We have summarised the major policy announcements as follows:

    • Stage 2 tax cuts were brought forward and back-dated to 1 July 2020. This will increase the 19% and 32.5% tax brackets to $45,000 and $120,000 respectively. The estimate tax benefit is $17.8 billion, and is expected to boost disposable income by around $8 billion this financial year alone. Australian consumer and retail businesses rallied as a result.
    • Business tax relief was offered via the ability to use current year losses against past profits, reducing any tax payable, whilst also allowing the immediate write down, rather than multi-year deprecation of all assets until 2022. This is great news for businesses that are still operating in COVID-19, offering the potential to ramp up investment, but offers nothing to those businesses who have no profits, or even revenue due to the lockdowns. Asset heavy businesses including mining, recycling and manufacturing groups rallied.
    • The Job Maker package was outlined, offering businesses a $200 per week tax credit for employing those without a job between the ages of 16 and 35 in the hope of avoiding the costly societal issues that come from high youth unemployment. Another positive move which will move the dial on unemployment, but excludes older workers. The fast food and larger retailing groups benefitted from the announcement.
    • A $250 payment for pensioners was announced with anyone eligible for payments ranging from the Age Pension to the Commonwealth Senior’s Healthcare Card eligible. It will be paid automatically and follows the two $750 payments made thus far.
    • Use it or lose it – As usual there was a huge boost to infrastructure spending, but on a use it or lose it basis. The Federal Government effectively forcing the states to put the shovels to work as soon as possible rather than wait. The beneficiaries were property developed, builders and materials groups.  
    • Superannuation remains a key focus of the LNP Government, heaping more pressure on the union/industry fund sector. A combination of measures were announced, disallowing the automatic opening of new super accounts for new employees, to avoid duplication, launching a comparison website to weed out under performers and forcing more transparency on where industry fund members money is being spent, the loss making The New Daily newspaper a point of focus for the Government.
    • Australian seniors will benefit from 23,000 new home care places over the next four years, costing $1.6 billion with granny flats also exempt from CGT.

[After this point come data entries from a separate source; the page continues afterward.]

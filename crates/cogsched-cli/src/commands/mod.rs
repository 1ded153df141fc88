pub mod chat;
pub mod config;
pub mod export;
pub mod health;
pub mod profile;
pub mod schedule;
pub mod tlx;
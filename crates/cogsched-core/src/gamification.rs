//! Gamification scoring.
//!
//! XP, level, streak, and badges are derived deterministically from the
//! produced block list plus the per-user streak counter carried over from
//! the previously stored plan.

use chrono::NaiveDate;
use serde::{Deserialize, Serialize};

use crate::config::CogConfig;
use crate::scheduler::PlacedBlock;

const XP_PER_TASK_BLOCK: i64 = 5;
const XP_PER_DEEP_BLOCK: i64 = 10;
const XP_PER_BREAK: i64 = 2;
const XP_TRUNCATION_PENALTY: i64 = 5;

/// Level thresholds, lowest first.
const LEVELS: [(i64, &str); 4] = [
    (0, "Student"),
    (200, "Scholar"),
    (600, "Genius"),
    (1200, "Mastermind"),
];

/// Gamification snapshot returned with every plan.
#[derive(Debug, Clone, Serialize, Deserialize)]
pub struct Gamification {
    pub xp: i64,
    pub level: String,
    pub streak: u32,
    pub badges: Vec<String>,
}

/// What the storage layer knows about the previously saved plan.
#[derive(Debug, Clone)]
pub struct PriorPlan {
    pub created_on: NaiveDate,
    pub had_deep_work: bool,
    pub streak: u32,
}

fn level_for_xp(xp: i64) -> &'static str {
    let mut level = LEVELS[0].1;
    for (threshold, name) in LEVELS {
        if xp >= threshold {
            level = name;
        }
    }
    level
}

/// Compute the gamification snapshot for a produced plan.
pub fn compute(
    blocks: &[PlacedBlock],
    truncated: bool,
    stress_level: u8,
    prior: Option<&PriorPlan>,
    today: NaiveDate,
    cfg: &CogConfig,
) -> Gamification {
    let mut xp: i64 = 0;
    let mut task_blocks = 0u32;
    let mut break_blocks = 0u32;
    let mut has_deep = false;

    for block in blocks {
        if block.is_break {
            break_blocks += 1;
            xp += XP_PER_BREAK;
        } else {
            task_blocks += 1;
            xp += XP_PER_TASK_BLOCK;
            if block.load >= cfg.deep_work_load_threshold {
                has_deep = true;
                xp += XP_PER_DEEP_BLOCK;
            }
        }
    }
    if truncated {
        xp -= XP_TRUNCATION_PENALTY;
    }
    let xp = xp.max(0);

    let streak = match prior {
        Some(p) if p.had_deep_work && is_yesterday(p.created_on, today) => p.streak + 1,
        _ => u32::from(has_deep),
    };

    let mut badges = Vec::new();
    if deepest_run(blocks, cfg) >= 3 {
        badges.push("Deep Diver".to_string());
    }
    if break_blocks >= 2 && task_blocks >= 3 {
        badges.push("Balanced".to_string());
    }
    if stress_level >= 4 && !truncated && task_blocks > 0 {
        badges.push("Stress-Proof".to_string());
    }

    Gamification {
        xp,
        level: level_for_xp(xp).to_string(),
        streak,
        badges,
    }
}

fn is_yesterday(prior: NaiveDate, today: NaiveDate) -> bool {
    prior.succ_opt() == Some(today)
}

/// Longest run of deep blocks separated only by breaks.
fn deepest_run(blocks: &[PlacedBlock], cfg: &CogConfig) -> u32 {
    let mut run = 0u32;
    let mut best = 0u32;
    for block in blocks {
        if block.is_break {
            continue; // breaks keep the run alive
        }
        if block.load >= cfg.deep_work_load_threshold {
            run += 1;
            best = best.max(run);
        } else {
            run = 0;
        }
    }
    best
}

#[cfg(test)]
mod tests {
    use super::*;

    fn block(load: f64, is_break: bool) -> PlacedBlock {
        PlacedBlock {
            title: "T".to_string(),
            start_min: 0,
            end_min: 25,
            load,
            energy_at_start: 0.5,
            fatigue_at_start: 0.1,
            is_break,
            explanation: String::new(),
        }
    }

    fn date(y: i32, m: u32, d: u32) -> NaiveDate {
        NaiveDate::from_ymd_opt(y, m, d).unwrap()
    }

    #[test]
    fn xp_sums_per_block() {
        let cfg = CogConfig::default();
        let blocks = vec![
            block(8.0, false), // 5 + 10
            block(3.0, false), // 5
            block(0.0, true),  // 2
        ];
        let g = compute(&blocks, false, 2, None, date(2026, 8, 2), &cfg);
        assert_eq!(g.xp, 22);
        assert_eq!(g.level, "Student");
    }

    #[test]
    fn truncation_penalty_applies_once_and_floors_at_zero() {
        let cfg = CogConfig::default();
        let g = compute(&[], true, 2, None, date(2026, 8, 2), &cfg);
        assert_eq!(g.xp, 0);
    }

    #[test]
    fn levels_follow_thresholds() {
        assert_eq!(level_for_xp(0), "Student");
        assert_eq!(level_for_xp(199), "Student");
        assert_eq!(level_for_xp(200), "Scholar");
        assert_eq!(level_for_xp(600), "Genius");
        assert_eq!(level_for_xp(5000), "Mastermind");
    }

    #[test]
    fn streak_increments_from_yesterday() {
        let cfg = CogConfig::default();
        let prior = PriorPlan {
            created_on: date(2026, 8, 1),
            had_deep_work: true,
            streak: 4,
        };
        let g = compute(
            &[block(8.0, false)],
            false,
            2,
            Some(&prior),
            date(2026, 8, 2),
            &cfg,
        );
        assert_eq!(g.streak, 5);
    }

    #[test]
    fn streak_resets_after_a_gap() {
        let cfg = CogConfig::default();
        let prior = PriorPlan {
            created_on: date(2026, 7, 28),
            had_deep_work: true,
            streak: 4,
        };
        let g = compute(
            &[block(8.0, false)],
            false,
            2,
            Some(&prior),
            date(2026, 8, 2),
            &cfg,
        );
        assert_eq!(g.streak, 1);
        // and zero when today has no deep work at all
        let g = compute(
            &[block(3.0, false)],
            false,
            2,
            Some(&prior),
            date(2026, 8, 2),
            &cfg,
        );
        assert_eq!(g.streak, 0);
    }

    #[test]
    fn deep_diver_needs_three_deep_blocks_across_breaks() {
        let cfg = CogConfig::default();
        let blocks = vec![
            block(8.0, false),
            block(0.0, true),
            block(8.0, false),
            block(0.0, true),
            block(8.0, false),
        ];
        let g = compute(&blocks, false, 2, None, date(2026, 8, 2), &cfg);
        assert!(g.badges.contains(&"Deep Diver".to_string()));
    }

    #[test]
    fn light_block_breaks_the_deep_run() {
        let cfg = CogConfig::default();
        let blocks = vec![
            block(8.0, false),
            block(3.0, false),
            block(8.0, false),
            block(8.0, false),
        ];
        let g = compute(&blocks, false, 2, None, date(2026, 8, 2), &cfg);
        assert!(!g.badges.contains(&"Deep Diver".to_string()));
    }

    #[test]
    fn balanced_and_stress_proof_badges() {
        let cfg = CogConfig::default();
        let blocks = vec![
            block(3.0, false),
            block(3.0, false),
            block(3.0, false),
            block(0.0, true),
            block(0.0, true),
        ];
        let g = compute(&blocks, false, 4, None, date(2026, 8, 2), &cfg);
        assert!(g.badges.contains(&"Balanced".to_string()));
        assert!(g.badges.contains(&"Stress-Proof".to_string()));
    }
}
//! Core error types for cogsched-core.
//!
//! One `CoreError` umbrella with domain-specific sub-enums, all built on
//! thiserror so callers can match on the failure class.

use std::path::PathBuf;
use thiserror::Error;

/// Core error type for cogsched-core.
#[derive(Error, Debug)]
pub enum CoreError {
    /// Scheduling-related errors
    #[error("Schedule error: {0}")]
    Schedule(#[from] ScheduleError),

    /// Configuration-related errors
    #[error("Configuration error: {0}")]
    Config(#[from] ConfigError),

    /// Storage-related errors
    #[error("Storage error: {0}")]
    Storage(#[from] StorageError),

    /// Free-text parsing errors
    #[error("Parse error: {0}")]
    Parse(#[from] ParseError),

    /// Validation errors
    #[error("Validation error: {0}")]
    Validation(#[from] ValidationError),

    /// IO errors
    #[error("IO error: {0}")]
    Io(#[from] std::io::Error),

    /// Serialization/deserialization errors
    #[error("JSON error: {0}")]
    Json(#[from] serde_json::Error),
}

/// Errors surfaced by the scheduling engine itself.
#[derive(Error, Debug)]
pub enum ScheduleError {
    /// The scheduling window is empty or its bounds are malformed
    #[error("Invalid window: {0}")]
    InvalidWindow(String),

    /// Commitments fully cover the window
    #[error("No free time: commitments cover the entire available window")]
    NoFreeTime,

    /// The caller cancelled the run via its token
    #[error("Scheduling cancelled")]
    Cancelled,

    /// A task failed input validation
    #[error("Malformed task '{title}': {message}")]
    MalformedTask { title: String, message: String },
}

/// Configuration-specific errors.
#[derive(Error, Debug)]
pub enum ConfigError {
    /// A PUT carried a key the engine does not know
    #[error("Unknown config key: {0}")]
    UnknownKey(String),

    /// A known key carried a value of the wrong type or range
    #[error("Invalid configuration value for '{key}': {message}")]
    InvalidValue { key: String, message: String },

    /// Failed to parse a stored configuration document
    #[error("Failed to parse configuration: {0}")]
    ParseFailed(String),
}

/// Storage-specific errors.
#[derive(Error, Debug)]
pub enum StorageError {
    /// Failed to open database connection
    #[error("Failed to open database at {path}: {source}")]
    OpenFailed {
        path: PathBuf,
        #[source]
        source: rusqlite::Error,
    },

    /// Query execution failed
    #[error("Query failed: {0}")]
    QueryFailed(String),

    /// Migration failed
    #[error("Database migration failed: {0}")]
    MigrationFailed(String),

    /// No such user
    #[error("User not found: {0}")]
    UserNotFound(String),
}

/// Free-text parser errors.
#[derive(Error, Debug)]
pub enum ParseError {
    /// The message contained nothing that looks like a task
    #[error("No tasks could be extracted from the message")]
    NoTasks,
}

/// Validation errors.
#[derive(Error, Debug)]
pub enum ValidationError {
    /// Invalid value
    #[error("Invalid value for '{field}': {message}")]
    InvalidValue { field: String, message: String },
}

impl From<rusqlite::Error> for StorageError {
    fn from(err: rusqlite::Error) -> Self {
        StorageError::QueryFailed(err.to_string())
    }
}

impl From<rusqlite::Error> for CoreError {
    fn from(err: rusqlite::Error) -> Self {
        CoreError::Storage(StorageError::from(err))
    }
}

/// Result type alias for CoreError
pub type Result<T, E = CoreError> = std::result::Result<T, E>;
//! User profile types.
//!
//! A `Profile` is immutable within one scheduling call; the engine reads a
//! snapshot and never writes it back.

use serde::{Deserialize, Serialize};

/// What the user does for a living. Only used for display and defaults.
#[derive(Debug, Clone, Copy, PartialEq, Eq, Serialize, Deserialize)]
#[serde(rename_all = "lowercase")]
pub enum Role {
    Student,
    Professional,
    Researcher,
}

/// Diurnal preference. Drives where the circadian peak sits.
#[derive(Debug, Clone, Copy, PartialEq, Eq, Serialize, Deserialize)]
#[serde(rename_all = "lowercase")]
pub enum Chronotype {
    Early,
    Normal,
    Late,
}

impl Chronotype {
    /// Hour of the day where the energy curve peaks.
    pub fn peak_hour(&self) -> f64 {
        match self {
            Chronotype::Early => 10.0,
            Chronotype::Normal => 11.0,
            Chronotype::Late => 15.0,
        }
    }

    /// Morning types get a post-lunch dip; late types do not.
    pub fn has_afternoon_dip(&self) -> bool {
        !matches!(self, Chronotype::Late)
    }
}

/// User profile record.
#[derive(Debug, Clone, Serialize, Deserialize)]
pub struct Profile {
    #[serde(default)]
    pub name: String,
    #[serde(default = "default_role")]
    pub role: Role,
    #[serde(default = "default_chronotype")]
    pub chronotype: Chronotype,
    #[serde(default = "default_wake_time")]
    pub wake_time: String,
    #[serde(default = "default_sleep_time")]
    pub sleep_time: String,
    #[serde(default = "default_sleep_hours")]
    pub sleep_hours: f64,
    #[serde(default = "default_stress_level")]
    pub stress_level: u8,
    /// Fixed commitments, each `"HH:MM-HH:MM label"` (label optional).
    #[serde(default)]
    pub daily_commitments: Vec<String>,
    /// Preferred break windows, each `"HH:MM-HH:MM"`.
    #[serde(default)]
    pub break_preferences: Vec<String>,
    #[serde(default)]
    pub lectures_today: u32,
    #[serde(default)]
    pub meetings_today: u32,
}

fn default_role() -> Role {
    Role::Student
}
fn default_chronotype() -> Chronotype {
    Chronotype::Normal
}
fn default_wake_time() -> String {
    "07:00".to_string()
}
fn default_sleep_time() -> String {
    "23:00".to_string()
}
fn default_sleep_hours() -> f64 {
    7.0
}
fn default_stress_level() -> u8 {
    2
}

impl Default for Profile {
    fn default() -> Self {
        Self {
            name: String::new(),
            role: default_role(),
            chronotype: default_chronotype(),
            wake_time: default_wake_time(),
            sleep_time: default_sleep_time(),
            sleep_hours: default_sleep_hours(),
            stress_level: default_stress_level(),
            daily_commitments: Vec::new(),
            break_preferences: Vec::new(),
            lectures_today: 0,
            meetings_today: 0,
        }
    }
}

#[cfg(test)]
mod tests {
    use super::*;

    #[test]
    fn profile_serialization_round_trip() {
        let profile = Profile {
            name: "Mika".to_string(),
            role: Role::Researcher,
            chronotype: Chronotype::Late,
            daily_commitments: vec!["10:00-11:00 Lab meeting".to_string()],
            ..Profile::default()
        };
        let json = serde_json::to_string(&profile).unwrap();
        assert!(json.contains("\"researcher\""));
        assert!(json.contains("\"late\""));
        let decoded: Profile = serde_json::from_str(&json).unwrap();
        assert_eq!(decoded.chronotype, Chronotype::Late);
        assert_eq!(decoded.daily_commitments.len(), 1);
    }

    #[test]
    fn missing_fields_fall_back_to_defaults() {
        let decoded: Profile = serde_json::from_str("{}").unwrap();
        assert_eq!(decoded.wake_time, "07:00");
        assert_eq!(decoded.stress_level, 2);
        assert_eq!(decoded.chronotype, Chronotype::Normal);
    }

    #[test]
    fn chronotype_peaks() {
        assert_eq!(Chronotype::Early.peak_hour(), 10.0);
        assert_eq!(Chronotype::Normal.peak_hour(), 11.0);
        assert_eq!(Chronotype::Late.peak_hour(), 15.0);
        assert!(!Chronotype::Late.has_afternoon_dip());
    }
}
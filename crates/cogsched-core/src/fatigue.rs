//! Fatigue accumulator.
//!
//! A stateful scan over the blocks placed so far. Work quanta push the
//! fatigue scalar up through two normalized terms (consecutive deep minutes
//! and total deep minutes); breaks reset the consecutive counter and decay
//! the scalar in proportion to their length.

use crate::config::CogConfig;

/// Which break the accumulator is asking for.
#[derive(Debug, Clone, Copy, PartialEq, Eq)]
pub enum BreakKind {
    Short,
    Long,
}

/// Running fatigue state during placement.
#[derive(Debug, Clone)]
pub struct FatigueAccumulator {
    consec_deep_min: u32,
    total_deep_min: u32,
    fatigue: f64,
    consec_weight: f64,
    total_weight: f64,
    consec_norm_min: f64,
    total_norm_min: f64,
    force_threshold: f64,
    trigger_min: u32,
    total_deep_threshold_min: u32,
    recovery_factor: f64,
    long_break_min: f64,
    deep_load_threshold: f64,
}

impl FatigueAccumulator {
    pub fn new(cfg: &CogConfig) -> Self {
        Self {
            consec_deep_min: 0,
            total_deep_min: 0,
            fatigue: 0.0,
            consec_weight: cfg.fatigue_consec_weight,
            total_weight: cfg.fatigue_total_weight,
            consec_norm_min: f64::from(cfg.consec_threshold_min.max(1)),
            total_norm_min: f64::from(cfg.total_deep_threshold_min.max(1)),
            force_threshold: cfg.fatigue_force_break,
            trigger_min: cfg.short_break_trigger_min,
            total_deep_threshold_min: cfg.total_deep_threshold_min,
            recovery_factor: cfg.break_recovery_factor,
            long_break_min: f64::from(cfg.long_break_duration.max(1)),
            deep_load_threshold: cfg.deep_work_load_threshold,
        }
    }

    /// Current fatigue scalar in [0, 1].
    pub fn value(&self) -> f64 {
        self.fatigue
    }

    pub fn consec_deep_min(&self) -> u32 {
        self.consec_deep_min
    }

    pub fn total_deep_min(&self) -> u32 {
        self.total_deep_min
    }

    fn is_deep(&self, load: f64) -> bool {
        load >= self.deep_load_threshold
    }

    /// Account for a placed work quantum.
    pub fn on_work(&mut self, minutes: u32, load: f64) {
        if self.is_deep(load) {
            self.consec_deep_min += minutes;
            self.total_deep_min += minutes;
        } else {
            self.consec_deep_min = 0;
        }
        self.fatigue = (self.consec_weight * f64::from(self.consec_deep_min)
            / self.consec_norm_min
            + self.total_weight * f64::from(self.total_deep_min) / self.total_norm_min)
            .clamp(0.0, 1.0);
    }

    /// Account for any break-like block (engine break, preferred break,
    /// or commitment). Recovery scales with break length up to one full
    /// long break.
    pub fn on_break(&mut self, minutes: u32) {
        self.consec_deep_min = 0;
        let portion = (f64::from(minutes) / self.long_break_min).min(1.0);
        self.fatigue = (self.fatigue * (1.0 - self.recovery_factor * portion)).max(0.0);
    }

    /// Would placing this quantum require a break first?
    ///
    /// The consecutive-minutes trigger is checked against the quantum
    /// about to be placed, so a deep run can never exceed the trigger.
    pub fn needs_break_before(&self, minutes: u32, load: f64) -> bool {
        if self.fatigue >= self.force_threshold {
            return true;
        }
        if self.consec_deep_min >= self.trigger_min {
            return true;
        }
        self.is_deep(load) && self.consec_deep_min + minutes > self.trigger_min
    }

    /// Long break once the day's deep total has crossed its threshold,
    /// short break otherwise.
    pub fn recommended_break(&self) -> BreakKind {
        if self.total_deep_min >= self.total_deep_threshold_min {
            BreakKind::Long
        } else {
            BreakKind::Short
        }
    }
}

#[cfg(test)]
mod tests {
    use super::*;

    #[test]
    fn deep_work_accumulates_both_counters() {
        let cfg = CogConfig::default();
        let mut fat = FatigueAccumulator::new(&cfg);
        fat.on_work(25, 8.0);
        fat.on_work(25, 8.0);
        assert_eq!(fat.consec_deep_min(), 50);
        assert_eq!(fat.total_deep_min(), 50);
        // 0.4 * 50/90 + 0.3 * 50/180
        let expected = 0.4 * 50.0 / 90.0 + 0.3 * 50.0 / 180.0;
        assert!((fat.value() - expected).abs() < 1e-9);
    }

    #[test]
    fn light_work_resets_consecutive_only() {
        let cfg = CogConfig::default();
        let mut fat = FatigueAccumulator::new(&cfg);
        fat.on_work(25, 8.0);
        fat.on_work(25, 3.0);
        assert_eq!(fat.consec_deep_min(), 0);
        assert_eq!(fat.total_deep_min(), 25);
    }

    #[test]
    fn break_resets_consec_and_decays_fatigue() {
        let cfg = CogConfig::default();
        let mut fat = FatigueAccumulator::new(&cfg);
        for _ in 0..3 {
            fat.on_work(25, 8.0);
        }
        let before = fat.value();
        fat.on_break(15); // full long break
        assert_eq!(fat.consec_deep_min(), 0);
        assert!((fat.value() - before * (1.0 - 0.4)).abs() < 1e-9);
    }

    #[test]
    fn short_break_recovers_proportionally() {
        let cfg = CogConfig::default();
        let mut fat = FatigueAccumulator::new(&cfg);
        fat.on_work(50, 8.0);
        let before = fat.value();
        fat.on_break(10); // 10/15 of a long break
        let expected = before * (1.0 - 0.4 * (10.0 / 15.0));
        assert!((fat.value() - expected).abs() < 1e-9);
    }

    #[test]
    fn force_break_is_forward_looking() {
        let cfg = CogConfig::default();
        let mut fat = FatigueAccumulator::new(&cfg);
        // 75 consecutive deep minutes: another 25 would cross the 90-minute
        // trigger, so the accumulator demands a break first.
        for _ in 0..3 {
            fat.on_work(25, 8.0);
        }
        assert_eq!(fat.consec_deep_min(), 75);
        assert!(fat.needs_break_before(25, 8.0));
        // A light quantum is still fine
        assert!(!fat.needs_break_before(25, 3.0));
    }

    #[test]
    fn fatigue_threshold_forces_break() {
        let mut cfg = CogConfig::default();
        cfg.fatigue_force_break = 0.1;
        let mut fat = FatigueAccumulator::new(&cfg);
        fat.on_work(25, 8.0);
        assert!(fat.value() >= 0.1);
        assert!(fat.needs_break_before(25, 3.0));
    }

    #[test]
    fn long_break_after_total_threshold() {
        let cfg = CogConfig::default();
        let mut fat = FatigueAccumulator::new(&cfg);
        fat.on_work(100, 8.0);
        assert_eq!(fat.recommended_break(), BreakKind::Short);
        fat.on_work(100, 8.0);
        assert!(fat.total_deep_min() >= 180);
        assert_eq!(fat.recommended_break(), BreakKind::Long);
    }
}
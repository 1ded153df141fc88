use std::fs;
use std::path::PathBuf;

use clap::Subcommand;
use cogsched_core::{Profile, ScheduleStore};

use crate::common::{open_service, print_json, CliError};

#[derive(Subcommand)]
pub enum ProfileAction {
    /// Show the stored profile (defaults if none was saved)
    Show,
    /// Replace the profile from a JSON file
    Set {
        /// Path to a JSON profile document
        file: PathBuf,
    },
}

pub fn run(action: ProfileAction) -> Result<(), CliError> {
    let (service, user_id) = open_service()?;
    match action {
        ProfileAction::Show => {
            let profile = service.store().profile(&user_id)?.unwrap_or_default();
            print_json(&profile)?;
        }
        ProfileAction::Set { file } => {
            let raw = fs::read_to_string(&file)?;
            let profile: Profile = serde_json::from_str(&raw)?;
            service.store().save_profile(&user_id, &profile)?;
            print_json(&profile)?;
        }
    }
    Ok(())
}
use clap::Args;
use cogsched_core::{EngineOptions, ProfileOverrides};

use crate::common::{open_service, print_json, CliError};

#[derive(Args)]
pub struct ChatArgs {
    /// What you want to get done today, in plain language
    pub message: String,
    #[arg(long)]
    pub sleep_hours: Option<f64>,
    #[arg(long)]
    pub stress: Option<u8>,
    #[arg(long)]
    pub from: Option<String>,
    #[arg(long)]
    pub to: Option<String>,
    /// Fixed break windows, e.g. 13:00-14:00 (repeatable)
    #[arg(long = "break")]
    pub breaks: Vec<String>,
}

pub fn run(args: ChatArgs) -> Result<(), CliError> {
    let (service, user_id) = open_service()?;
    let overrides = ProfileOverrides {
        sleep_hours: args.sleep_hours,
        stress_level: args.stress,
        chronotype: None,
        lectures_today: None,
        available_from: args.from,
        available_to: args.to,
        breaks_at: if args.breaks.is_empty() {
            None
        } else {
            Some(args.breaks)
        },
    };
    let plan = service.converse(
        &user_id,
        &args.message,
        &overrides,
        &EngineOptions::for_today(),
    )?;
    print_json(&plan)?;
    Ok(())
}
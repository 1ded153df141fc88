use clap::Subcommand;

use crate::common::{load_config, print_json, save_config, CliError};

#[derive(Subcommand)]
pub enum ConfigAction {
    /// Show the full base configuration
    Show,
    /// Update known keys from a JSON object, e.g. '{"quantum_min": 20}'
    Set {
        /// JSON object with the keys to change
        json: String,
    },
    /// Reset the base configuration to defaults
    Reset,
}

pub fn run(action: ConfigAction) -> Result<(), CliError> {
    match action {
        ConfigAction::Show => {
            print_json(&load_config()?)?;
        }
        ConfigAction::Set { json } => {
            let updates: serde_json::Map<String, serde_json::Value> =
                serde_json::from_str(&json)?;
            let mut config = load_config()?;
            // unknown keys reject the whole update, config stays unchanged
            config.apply_updates(&updates)?;
            save_config(&config)?;
            print_json(&config)?;
        }
        ConfigAction::Reset => {
            let config = cogsched_core::CogConfig::default();
            save_config(&config)?;
            println!("configuration reset to defaults");
        }
    }
    Ok(())
}
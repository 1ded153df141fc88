use std::fs;
use std::path::PathBuf;

use clap::Subcommand;
use cogsched_core::{EngineOptions, ScheduleRequest, ScheduleStore, Task};

use crate::common::{open_service, print_json, CliError};

#[derive(Subcommand)]
pub enum ScheduleAction {
    /// Run the engine on a JSON array of tasks
    Run {
        /// Path to a JSON file with the task list
        #[arg(long)]
        tasks: PathBuf,
        /// Window start HH:MM (defaults to the profile's wake time)
        #[arg(long)]
        from: Option<String>,
        /// Window end HH:MM (defaults to the profile's sleep time)
        #[arg(long)]
        to: Option<String>,
    },
    /// Show the most recently produced plan
    Last,
}

pub fn run(action: ScheduleAction) -> Result<(), CliError> {
    let (service, user_id) = open_service()?;
    match action {
        ScheduleAction::Run { tasks, from, to } => {
            let raw = fs::read_to_string(&tasks)?;
            let tasks: Vec<Task> = serde_json::from_str(&raw)?;
            let profile = service.store().profile(&user_id)?.unwrap_or_default();
            let req = ScheduleRequest {
                tasks,
                profile,
                available_from: from,
                available_to: to,
            };
            let plan = service.schedule(&user_id, &req, &EngineOptions::for_today())?;
            print_json(&plan)?;
        }
        ScheduleAction::Last => match service.store().latest_plan(&user_id)? {
            Some(stored) => print_json(&stored.data)?,
            None => println!("no schedule generated yet"),
        },
    }
    Ok(())
}
use chrono::Utc;
use clap::Args;

use crate::common::{open_service, print_json, CliError};

#[derive(Args)]
pub struct TlxArgs {
    /// Index of the completed block in the last plan
    #[arg(long)]
    pub block: i64,
    /// Mental demand, 1-7
    #[arg(long)]
    pub mental: u8,
    /// Effort, 1-7
    #[arg(long)]
    pub effort: u8,
}

pub fn run(args: TlxArgs) -> Result<(), CliError> {
    let (service, user_id) = open_service()?;
    let response =
        service.tlx_feedback(&user_id, args.block, args.mental, args.effort, Utc::now())?;
    print_json(&response)?;
    Ok(())
}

    There were a few takeaways from the numerous press releases post the budget, with most agreeing the budget was solid but lacking in a few important areas. The COVID-19 recession has been called the Pink Recession’ as it has impacted working women far worse than men for one reason or another. Experts were hoping for greater support for childcare and a specific focus on improving job opportunities for women which was not forthcoming.

    Looking at the assumptions, the Government remains hopeful of a vaccine to be released by mid next year and that most international borders will remain shut until the end of next year. Their GDP forecast has been highlighted as overly optimistic, a contraction of just 1.5% for the financial year, which suggests the booming commodities sector may be saving the economy once again. Of greatest concern is the expectation of a period of negative net migration, the so called immigration dividend has been key to Australia’s growth for several decades.